Estraier/tkrzw: a set of implementations of DBM - byronhe
https://github.com/estraier/tkrzw
======
byronhe
[https://dbmx.net/tkrzw/](https://dbmx.net/tkrzw/)

DBM (Database Manager) is a concept of libraries to store an associative array
on a permanent storage. In other words, DBM allows an application program to
store key-value pairs in a file and reuse them later. Each of keys and values
is a string or a sequence of bytes. The key of each record must be unique
within the database and a value is associated to it. You can retrieve a stored
record with its key very quickly. Thanks to simple structure of DBM, its
performance can be extremely high.

Tkrzw is a C++ library implementing DBM with various algorithms. It features
high degrees of performance, concurrency, scalability and durability. The
following classes are provided.

HashDBM : File datatabase manager implementation based on hash table.

TreeDBM : File datatabase manager implementation based on B+ tree.
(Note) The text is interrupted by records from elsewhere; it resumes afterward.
//! Envelope and attribute types for the ledger service's JSON:API wire shape.
//!
//! Every resource arrives as `{"id": ..., "attributes": {...}}`; collections
//! are wrapped in `{"data": [...], "links": {"next": ...}}` and single
//! resources in `{"data": {...}}`. Transactions arrive grouped into splits,
//! which the client flattens.

use chrono::{DateTime, Utc};
use reroute_core::model::{Account, Rule, RuleAction, RuleGroup, RuleTrigger, Transaction};
use serde::Deserialize;

/// A resource wrapper: `{"id": ..., "attributes": {...}}`.
#[derive(Debug, Deserialize)]
pub(crate) struct Resource<T> {
    pub id: String,
    pub attributes: T,
}

/// A collection page with an optional pointer to the next one.
#[derive(Debug, Deserialize)]
pub(crate) struct Page<T> {
    pub data: Vec<Resource<T>>,
    #[serde(default)]
    pub links: PageLinks,
}

#[derive(Debug, Default, Deserialize)]
pub(crate) struct PageLinks {
    pub next: Option<String>,
}

/// A single-resource response: `{"data": {...}}`.
#[derive(Debug, Deserialize)]
pub(crate) struct Single<T> {
    pub data: Resource<T>,
}

/// Service-reported error body.
#[derive(Debug, Deserialize)]
pub(crate) struct ErrorBody {
    pub message: String,
    pub exception: Option<String>,
}

#[derive(Debug, Deserialize)]
pub(crate) struct UserAttributes {
    pub email: String,
}

#[derive(Debug, Deserialize)]
pub(crate) struct AccountAttributes {
    pub name: String,
    #[serde(rename = "type")]
    pub kind: String,
}

impl From<Resource<AccountAttributes>> for Account {
    fn from(r: Resource<AccountAttributes>) -> Self {
        Account {
            id: r.id,
            name: r.attributes.name,
            kind: r.attributes.kind,
        }
    }
}

#[derive(Debug, Deserialize)]
pub(crate) struct RuleGroupAttributes {
    pub title: String,
}

impl From<Resource<RuleGroupAttributes>> for RuleGroup {
    fn from(r: Resource<RuleGroupAttributes>) -> Self {
        RuleGroup {
            id: r.id,
            title: r.attributes.title,
        }
    }
}

#[derive(Debug, Deserialize)]
pub(crate) struct RuleAttributes {
    pub title: String,
    #[serde(default = "default_true")]
    pub active: bool,
    #[serde(default)]
    pub triggers: Vec<RuleTrigger>,
    #[serde(default)]
    pub actions: Vec<RuleAction>,
}

fn default_true() -> bool {
    true
}

impl From<Resource<RuleAttributes>> for Rule {
    fn from(r: Resource<RuleAttributes>) -> Self {
        Rule {
            id: r.id,
            title: r.attributes.title,
            triggers: r.attributes.triggers,
            actions: r.attributes.actions,
            active: r.attributes.active,
        }
    }
}

/// A transaction split group; the splits carry the interesting fields.
#[derive(Debug, Deserialize)]
pub(crate) struct TransactionGroupAttributes {
    pub transactions: Vec<TransactionSplit>,
}

#[derive(Debug, Deserialize)]
pub(crate) struct TransactionSplit {
    pub transaction_journal_id: String,
    #[serde(default)]
    pub description: String,
    pub destination_id: String,
    #[serde(default)]
    pub destination_name: String,
    pub notes: Option<String>,
    pub date: Option<DateTime<Utc>>,
}

impl From<TransactionSplit> for Transaction {
    fn from(split: TransactionSplit) -> Self {
        Transaction {
            journal_id: split.transaction_journal_id,
            description: split.description,
            destination_id: split.destination_id,
            destination_name: split.destination_name,
            notes: split.notes,
            date: split.date,
        }
    }
}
SkipDBM : File datatabase manager implementation based on skip list.

TinyDBM : On-memory datatabase manager implementation based on hash table.

BabyDBM : On-memory datatabase manager implementation based on B+ tree.

CacheDBM : On-memory datatabase manager implementation with LRU deletion.

Std(Hash|Tree)DBM : On-memory DBM implementations using std::unordered_map and
std::map.

(Poly|Shard)DBM : Polymorphic and sharding datataba manager adapters.

(File|Mem)Index : Secondary index implementations.